If the subject of the problem will two-box if he sees the big box has the million dollars, but will one-box if he sees the big box is empty. Then there is no action Omega could take to satisfy the conditions of the problem.
The rules of the transparent-boxes problem (as specified in Good and Real) are: the predictor conducts a simulation that tentatively presumes there will be $1M in the large box, and then puts $1M in the box (for real) iff the simulation showed one-boxing. So the subject you describe gets an empty box and one-boxes, but that doesn't violate the conditions of the problem, which do not require the empty box to be predictive of the subject's choice.
I drew a causal graph of this scenario (with the clarification you just provided), and in order to see the problem with TDT you describe, I would have to follow a causation arrow backwards, like in Evidential Decision Theory, which I don't think is how TDT handles counterfactuals.
According to Ingredients of Timeless Decision Theory, when you set up a factored causal graph for TDT, "You treat your choice as determining the result of the logical computation, and hence all instantiations of that computation, and all instantiations of other computations dependent on that logical computation", where "the logical computation" refers to the TDT-prescribed argmax computation (call it C) that takes all your observations of the world (from which you can construct the factored causal graph) as input, and outputs an action in the present situation.
I asked Eliezer to clarify what it means for another logical computation D to be either the same as C, or "dependent on" C, for purposes of the TDT algorithm.

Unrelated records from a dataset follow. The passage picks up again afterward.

impl Config {
    /// Set MQTT configuration
    pub fn with_mqtt(mut self, mqtt: MqttConfig) -> Self {
        self.mqtt = mqtt;
        self
    }

    /// Set topic configuration
    pub fn with_topics(mut self, topics: TopicConfig) -> Self {
        self.topics = topics;
        self
    }

    /// Set reconnect configuration
    pub fn with_reconnect(mut self, reconnect: ReconnectConfig) -> Self {
        self.reconnect = reconnect;
        self
    }

    /// Set signal configuration
    pub fn with_signal(mut self, signal: SignalConfig) -> Self {
        self.signal = signal;
        self
    }

    /// Set web configuration
    pub fn with_web(mut self, web: WebConfig) -> Self {
        self.web = web;
        self
    }

    /// Load from the process environment.
    pub fn from_env() -> Result<Self, ConfigError> {
        Self::from_lookup(|name| std::env::var(name).ok())
    }

    /// Load from an arbitrary variable lookup.
    ///
    /// Empty values count as absent.
    pub fn from_lookup<F>(lookup: F) -> Result<Self, ConfigError>
    where
        F: Fn(&str) -> Option<String>,
    {
        let get = |name: &str| lookup(name).filter(|v| !v.trim().is_empty());

        let host = get("MQTT_BROKER").ok_or(ConfigError::Missing("MQTT_BROKER"))?;
        let secret = get("WEB_PASSWORD").ok_or(ConfigError::Missing("WEB_PASSWORD"))?;

        let defaults = Config::default();

        let mut mqtt = MqttConfig {
            host: bounded("MQTT_BROKER", host.trim())?,
            port: parse_or("MQTT_PORT", get("MQTT_PORT"), defaults.mqtt.port)?,
            ..defaults.mqtt
        };
        if let Some(id) = get("MQTT_CLIENT_ID") {
            mqtt.client_id = bounded("MQTT_CLIENT_ID", &id)?;
        }
        if let Some(user) = get("MQTT_USERNAME") {
            mqtt.username = bounded("MQTT_USERNAME", &user)?;
            mqtt.password = bounded("MQTT_PASSWORD", &get("MQTT_PASSWORD").unwrap_or_default())?;
        }

        let events = match get("EVENT_TOPIC") {
            Some(t) => bounded("EVENT_TOPIC", &t)?,
            None => defaults.topics.events,
        };
        let commands = match get("COMMAND_TOPIC") {
            Some(t) => bounded("COMMAND_TOPIC", &t)?,
            None => events.clone(),
        };
        let total = match get("TOTAL_TOPIC") {
            Some(t) => bounded("TOTAL_TOPIC", &t)?,
            None => defaults.topics.total,
        };

        let reconnect = ReconnectConfig {
            base_ms: parse_or("RECONNECT_BASE_MS", get("RECONNECT_BASE_MS"), defaults.reconnect.base_ms)?,
            max_ms: parse_or("RECONNECT_MAX_MS", get("RECONNECT_MAX_MS"), defaults.reconnect.max_ms)?,
        };
        if reconnect.base_ms == 0 {
            return Err(ConfigError::Invalid {
                var: "RECONNECT_BASE_MS",
                value: "0".into(),
                reason: "must be greater than zero",
            });
        }

        let signal = SignalConfig {
            warn_threshold: parse_or("WARN_THRESHOLD", get("WARN_THRESHOLD"), defaults.signal.warn_threshold)?,
            full_threshold: parse_or("FULL_THRESHOLD", get("FULL_THRESHOLD"), defaults.signal.full_threshold)?,
            announce_interval_ms: parse_or(
                "ANNOUNCE_INTERVAL_MS",
                get("ANNOUNCE_INTERVAL_MS"),
                defaults.signal.announce_interval_ms,
            )?,
        };
        if signal.warn_threshold > signal.full_threshold {
            return Err(ConfigError::Invalid {
                var: "WARN_THRESHOLD",
                value: signal.warn_threshold.to_string(),
                reason: "must not exceed FULL_THRESHOLD",
            });
        }
        if signal.announce_interval_ms == 0 {
            return Err(ConfigError::Invalid {
                var: "ANNOUNCE_INTERVAL_MS",
                value: "0".into(),
                reason: "must be greater than zero",
            });
        }

        let web = WebConfig {
            port: parse_or("WEB_PORT", get("WEB_PORT"), defaults.web.port)?,
            secret,
            ..defaults.web
        };

        Ok(Config {
            mqtt,
            topics: TopicConfig {
                events,
                commands,
                total,
            },
            reconnect,
            signal,
            web,
        })
    }
}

Eliezer answered:
I replied as follows (which Eliezer suggested I post here).
If that's what TDT means by the logical dependency between Platonic computations, then TDT may have a serious flaw.
Consider the following version of the transparent-boxes scenario. The predictor has an infallible simulator D that predicts whether I one-box here [EDIT: if I see $1M]. The predictor also has a module E that computes whether the ith digit of pi is zero, for some ridiculously large value of i that the predictor randomly selects. I'll be told the value of i, but the best I can do is assign an a priori probability of .1 that the specified digit is zero.